Resolved It's time for Apple to rethink licensing Mac OS

Discussion in 'macOS' started by kaisdaddy, Aug 19, 2016.

  1. kaisdaddy macrumors member

    kaisdaddy

    Joined:
    Jan 8, 2008
    #1
    Before reading on, understand that this is coming from the perspective of a pro user. Someone who relies on a Mac to get work done. Also, someone who has been using Macs since the mid 90's. OK, read on.

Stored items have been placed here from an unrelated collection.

// Copyright (c) 2025 Soumyadip Sarkar.
// All rights reserved.
//
// This source code is licensed under the license found in the
// LICENSE file in the root directory of this source tree.

use std::sync::{Arc, Mutex};

use chrono::NaiveDate;
use ledgerwise::db;
use ledgerwise::engine::accounts::{get_account, NewAccount};
use ledgerwise::engine::transactions::{
    get_transaction, list_transactions, TransactionDraft, TransactionFilter, TransactionPatch,
};
use ledgerwise::engine::{Engine, EventHandler, ManualClock};
use ledgerwise::error::{ErrorKind, Result as LedgerResult};
use ledgerwise::models::{AccountType, Category, TransactionType};
use ledgerwise::period::Period;
use ledgerwise::sinks::{
    AuditRecord, AuditSink, DomainEvent, MemorySink, Notification, NotificationSink,
};
use rusqlite::Connection;
use rust_decimal::Decimal;

const OWNER: &str = "alice";

fn d(y: i32, m: u32, day: u32) -> NaiveDate {
    NaiveDate::from_ymd_opt(y, m, day).unwrap()
}

fn dec(v: i64) -> Decimal {
    Decimal::from(v)
}

fn setup() -> (Connection, Engine, Arc<MemorySink>) {
    let conn = db::open_in_memory().unwrap();
    let sink = Arc::new(MemorySink::new());
    let engine = Engine::new(sink.clone(), sink.clone())
        .with_clock(Arc::new(ManualClock::at_date(d(2024, 3, 15))));
    (conn, engine, sink)
}

fn account(
    engine: &Engine,
    conn: &mut Connection,
    name: &str,
    kind: AccountType,
    opening: i64,
) -> i64 {
    engine
        .create_account(
            conn,
            OWNER,
            NewAccount {
                name: name.into(),
                account_type: kind,
                opening_balance: dec(opening),
            },
        )
        .unwrap()
        .id
}

fn balance(conn: &Connection, id: i64) -> Decimal {
    get_account(conn, OWNER, id).unwrap().balance
}

#[test]
fn expense_update_and_delete_rederive_balance() {
    let (mut conn, engine, _) = setup();
    let a = account(&engine, &mut conn, "Checking", AccountType::Bank, 1000);

    let txn = engine
        .create_transaction(
            &mut conn,
            OWNER,
            TransactionDraft::new(TransactionType::Expense, a, dec(300), d(2024, 3, 10))
                .category(Category::Food),
        )
        .unwrap();
    assert_eq!(balance(&conn, a), dec(700));

    let patch = TransactionPatch {
        amount: Some(dec(500)),
        ..TransactionPatch::default()
    };
    engine.update_transaction(&mut conn, OWNER, txn.id, patch).unwrap();
    assert_eq!(balance(&conn, a), dec(500));

    engine.delete_transaction(&mut conn, OWNER, txn.id).unwrap();
    assert_eq!(balance(&conn, a), dec(1000));
    let err = get_transaction(&conn, OWNER, txn.id).unwrap_err();
    assert_eq!(err.kind(), ErrorKind::NotFound);
}

#[test]
fn moving_a_transaction_between_accounts() {
    let (mut conn, engine, _) = setup();
    let a = account(&engine, &mut conn, "Checking", AccountType::Bank, 1000);
    let b = account(&engine, &mut conn, "Wallet", AccountType::Cash, 100);

    let txn = engine
        .create_transaction(
            &mut conn,
            OWNER,
            TransactionDraft::new(TransactionType::Income, a, dec(250), d(2024, 3, 1))
                .category(Category::Salary),
        )
        .unwrap();
    assert_eq!(balance(&conn, a), dec(1250));

    let patch = TransactionPatch {
        account_id: Some(b),
        ..TransactionPatch::default()
    };
    engine.update_transaction(&mut conn, OWNER, txn.id, patch).unwrap();
    assert_eq!(balance(&conn, a), dec(1000));
    assert_eq!(balance(&conn, b), dec(350));
}

#[test]
fn transfers_conserve_money() {
    let (mut conn, engine, _) = setup();
    let a = account(&engine, &mut conn, "Checking", AccountType::Bank, 1000);
    let s = account(&engine, &mut conn, "Savings", AccountType::Savings, 0);

    engine
        .create_transaction(
            &mut conn,
            OWNER,
            TransactionDraft::new(TransactionType::Transfer, a, dec(400), d(2024, 3, 2))
                .to_account(s),
        )
        .unwrap();
    assert_eq!(balance(&conn, a), dec(600));
    assert_eq!(balance(&conn, s), dec(400));
    assert_eq!(balance(&conn, a) + balance(&conn, s), dec(1000));

    let same = engine
        .create_transaction(
            &mut conn,
            OWNER,
            TransactionDraft::new(TransactionType::Transfer, a, dec(1), d(2024, 3, 2))
                .to_account(a),
        )
        .unwrap_err();
    assert_eq!(same.kind(), ErrorKind::Validation);
}

#[test]
fn insufficient_balance_leaves_nothing_behind() {
    let (mut conn, engine, sink) = setup();
    let a = account(&engine, &mut conn, "Checking", AccountType::Bank, 100);
    sink.clear();

    let err = engine
        .create_transaction(
            &mut conn,
            OWNER,
            TransactionDraft::new(TransactionType::Expense, a, dec(150), d(2024, 3, 3))
                .category(Category::Shopping),
        )
        .unwrap_err();
    assert_eq!(err.kind(), ErrorKind::InsufficientBalance);
    assert_eq!(balance(&conn, a), dec(100));
    assert!(list_transactions(&conn, OWNER, &TransactionFilter::default()).unwrap().is_empty());
    assert!(sink.audit_records().is_empty());
}

#[test]
fn loan_accounts_may_go_negative() {
    let (mut conn, engine, _) = setup();
    let loan = account(&engine, &mut conn, "Car loan", AccountType::Loan, -5000);
    engine
        .create_transaction(
            &mut conn,
            OWNER,
            TransactionDraft::new(TransactionType::Expense, loan, dec(100), d(2024, 3, 4))
                .category(Category::Transport),
        )
        .unwrap();
    assert_eq!(balance(&conn, loan), dec(-5100));

    let err = engine
        .create_account(
            &mut conn,
            OWNER,
            NewAccount {
                name: "Overdrawn".into(),
                account_type: AccountType::Bank,
                opening_balance: dec(-1),
            },
        )
        .unwrap_err();
    assert_eq!(err.kind(), ErrorKind::Validation);
}

#[test]
fn shape_rules_are_enforced() {
    let (mut conn, engine, _) = setup();
    let a = account(&engine, &mut conn, "Checking", AccountType::Bank, 100);

    let cases = vec![
        TransactionDraft::new(TransactionType::Expense, a, Decimal::ZERO, d(2024, 3, 5))
            .category(Category::Food),
        TransactionDraft::new(TransactionType::Expense, a, dec(5), d(2024, 3, 5)),
        TransactionDraft::new(TransactionType::Expense, a, dec(5), d(2024, 3, 5))
            .category(Category::Salary),
        TransactionDraft::new(TransactionType::Transfer, a, dec(5), d(2024, 3, 5)),
    ];
    for draft in cases {
        let err = engine.create_transaction(&mut conn, OWNER, draft).unwrap_err();
        assert_eq!(err.kind(), ErrorKind::Validation);
    }
    assert_eq!(balance(&conn, a), dec(100));
}

#[test]
fn type_change_is_rejected() {
    let (mut conn, engine, _) = setup();
    let a = account(&engine, &mut conn, "Checking", AccountType::Bank, 100);
    let txn = engine
        .create_transaction(
            &mut conn,
            OWNER,
            TransactionDraft::new(TransactionType::Expense, a, dec(10), d(2024, 3, 5))
                .category(Category::Food),
        )
        .unwrap();
    let patch = TransactionPatch {
        tx_type: Some(TransactionType::Income),
        ..TransactionPatch::default()
    };
    let err = engine.update_transaction(&mut conn, OWNER, txn.id, patch).unwrap_err();
    assert_eq!(err.kind(), ErrorKind::Validation);
    assert_eq!(balance(&conn, a), dec(90));
}

#[test]
fn settled_periods_are_locked() {
    let (mut conn, engine, _) = setup();
    let a = account(&engine, &mut conn, "Checking", AccountType::Bank, 1000);
    let feb = engine
        .create_transaction(
            &mut conn,
            OWNER,
            TransactionDraft::new(TransactionType::Expense, a, dec(40), d(2024, 2, 20))
                .category(Category::Food),
        )
        .unwrap();
    engine
        .perform_settlement(&mut conn, OWNER, &Period::parse("2024-02").unwrap())
        .unwrap();

    let settled = get_transaction(&conn, OWNER, feb.id).unwrap();
    assert!(settled.is_settled);
    assert_eq!(settled.settlement_period.as_deref(), Some("2024-02"));

    let patch = TransactionPatch {
        amount: Some(dec(41)),
        ..TransactionPatch::default()
    };
    let err = engine.update_transaction(&mut conn, OWNER, feb.id, patch).unwrap_err();
    assert_eq!(err.kind(), ErrorKind::SettledImmutable);
    let err = engine.delete_transaction(&mut conn, OWNER, feb.id).unwrap_err();
    assert_eq!(err.kind(), ErrorKind::SettledImmutable);

    let err = engine
        .create_transaction(
            &mut conn,
            OWNER,
            TransactionDraft::new(TransactionType::Expense, a, dec(5), d(2024, 2, 21))
                .category(Category::Food),
        )
        .unwrap_err();
    assert_eq!(err.kind(), ErrorKind::SettledImmutable);

    let march = engine
        .create_transaction(
            &mut conn,
            OWNER,
            TransactionDraft::new(TransactionType::Expense, a, dec(5), d(2024, 3, 1))
                .category(Category::Food),
        )
        .unwrap();
    let patch = TransactionPatch {
        date: Some(d(2024, 2, 28)),
        ..TransactionPatch::default()
    };
    let err = engine.update_transaction(&mut conn, OWNER, march.id, patch).unwrap_err();
    assert_eq!(err.kind(), ErrorKind::SettledImmutable);

    let check = engine.verify_account_balance(&conn, OWNER, a).unwrap();
    assert!(check.consistent);
    assert_eq!(check.stored, dec(955));
}

#[test]
fn owners_do_not_see_each_other() {
    let (mut conn, engine, _) = setup();
    let a = account(&engine, &mut conn, "Checking", AccountType::Bank, 100);
    let err = engine
        .create_transaction(
            &mut conn,
            "mallory",
            TransactionDraft::new(TransactionType::Expense, a, dec(10), d(2024, 3, 5))
                .category(Category::Food),
        )
        .unwrap_err();
    assert_eq!(err.kind(), ErrorKind::NotFound);
    assert_eq!(get_account(&conn, "mallory", a).unwrap_err().kind(), ErrorKind::NotFound);
}

#[test]
fn inactive_accounts_take_no_new_transactions() {
    let (mut conn, engine, _) = setup();
    let a = account(&engine, &mut conn, "Checking", AccountType::Bank, 100);
    engine.deactivate_account(&mut conn, OWNER, a).unwrap();
    let err = engine
        .create_transaction(
            &mut conn,
            OWNER,
            TransactionDraft::new(TransactionType::Income, a, dec(10), d(2024, 3, 5))
                .category(Category::Gift),
        )
        .unwrap_err();
    assert_eq!(err.kind(), ErrorKind::Validation);
    engine.reactivate_account(&mut conn, OWNER, a).unwrap();
    engine
        .create_transaction(
            &mut conn,
            OWNER,
            TransactionDraft::new(TransactionType::Income, a, dec(10), d(2024, 3, 5))
                .category(Category::Gift),
        )
        .unwrap();
    assert_eq!(balance(&conn, a), dec(110));
}

#[derive(Default)]
struct Recorder {
    events: Mutex<Vec<DomainEvent>>,
}

impl EventHandler for Recorder {
    fn name(&self) -> &'static str {
        "recorder"
    }

    fn handle(
        &self,
        _engine: &Engine,
        _conn: &mut Connection,
        event: &DomainEvent,
    ) -> LedgerResult<()> {
        self.events.lock().unwrap().push(event.clone());
        Ok(())
    }
}

#[test]
fn ledger_writes_publish_events_after_commit() {
    let (mut conn, engine, _) = setup();
    let recorder = Arc::new(Recorder::default());
    let engine = engine.subscribe(recorder.clone());
    let a = account(&engine, &mut conn, "Checking", AccountType::Bank, 100);

    engine
        .create_transaction(
            &mut conn,
            OWNER,
            TransactionDraft::new(TransactionType::Expense, a, dec(10), d(2024, 3, 5))
                .category(Category::Food),
        )
        .unwrap();
    let _ = engine.create_transaction(
        &mut conn,
        OWNER,
        TransactionDraft::new(TransactionType::Expense, a, dec(1000), d(2024, 3, 5))
            .category(Category::Food),
    );

    let events = recorder.events.lock().unwrap().clone();
    assert_eq!(
        events,
        vec![DomainEvent::LedgerChanged {
            owner: OWNER.into(),
            account_ids: vec![a],
            categories: vec![Category::Food],
        }]
    );
}

struct FailingSink;

impl NotificationSink for FailingSink {
    fn notify(&self, _: &Notification) -> anyhow::Result<()> {
        anyhow::bail!("mail server down")
    }
}

impl AuditSink for FailingSink {
    fn record(&self, _: &AuditRecord) -> anyhow::Result<()> {
        anyhow::bail!("audit store down")
    }
}

#[test]
fn sink_failures_do_not_undo_the_operation() {
    let mut conn = db::open_in_memory().unwrap();
    let engine = Engine::new(Arc::new(FailingSink), Arc::new(FailingSink))
        .with_clock(Arc::new(ManualClock::at_date(d(2024, 3, 15))));
    let a = account(&engine, &mut conn, "Checking", AccountType::Bank, 100);
    engine
        .create_transaction(
            &mut conn,
            OWNER,
            TransactionDraft::new(TransactionType::Expense, a, dec(30), d(2024, 3, 5))
                .category(Category::Food),
        )
        .unwrap();
    assert_eq!(balance(&conn, a), dec(70));
}

#[test]
fn listing_filters_by_period_and_category() {
    let (mut conn, engine, _) = setup();
    let a = account(&engine, &mut conn, "Checking", AccountType::Bank, 1000);
    for (amount, category, date) in [
        (10, Category::Food, d(2024, 2, 3)),
        (20, Category::Food, d(2024, 3, 3)),
        (30, Category::Travel, d(2024, 3, 4)),
    ] {
        engine
            .create_transaction(
                &mut conn,
                OWNER,
                TransactionDraft::new(TransactionType::Expense, a, dec(amount), date)
                    .category(category),
            )
            .unwrap();
    }
    let filter = TransactionFilter {
        period: Some(Period::parse("2024-03").unwrap()),
        category: Some(Category::Food),
        ..TransactionFilter::default()
    };
    let rows = list_transactions(&conn, OWNER, &filter).unwrap();
    assert_eq!(rows.len(), 1);
    assert_eq!(rows[0].amount, dec(20));

    let limited = TransactionFilter {
        limit: Some(2),
        ..TransactionFilter::default()
    };
    let rows = list_transactions(&conn, OWNER, &limited).unwrap();
    assert_eq!(rows.len(), 2);
    assert_eq!(rows[0].date, d(2024, 3, 4));
}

    When Jobs returned to Apple in 1997, one of the first things he did was kill the Apple clones, by not renewing any of the licenses to third parties, such as Power Computing. At the time it made sense, since Apple made its revenue from the sales of computers. Since then, a few things have changed dramatically:
    1. Apple now makes most of its revenue from iOS devices and apps

    2. Apple hardware is no longer cutting edge compared to the rest of the market, performance wise

    3. Apple no longer pursues the pro users like it used to - in fact, it's almost like Apple is flipping them the bird (exhibit A: the 2013 Mac Pro, for which they are asking the same price as 3 years ago)
    There is no question that Apple hardware is generally very well made and that Mac OS is a nice environment to work in, certainly compared to previous versions of Windows. These things are not in question. The problem is that computers, by which I mean desktop and laptop computers, are not Apple's focus any longer and things don't appear to be improving:

    [​IMG]

    Steve used to take great pride in the fact that creative pros used Macs as their workhorse machines. Sure, pros like pretty things but if that was the only criterion, the G4 Cube would have been a huge hit with the pro crowd. The laptops are for the most part really nice but like almost all Macs, they are overdue for updates. This is a chronic problem and points to Apple's apparent lack of interest in this part of its business.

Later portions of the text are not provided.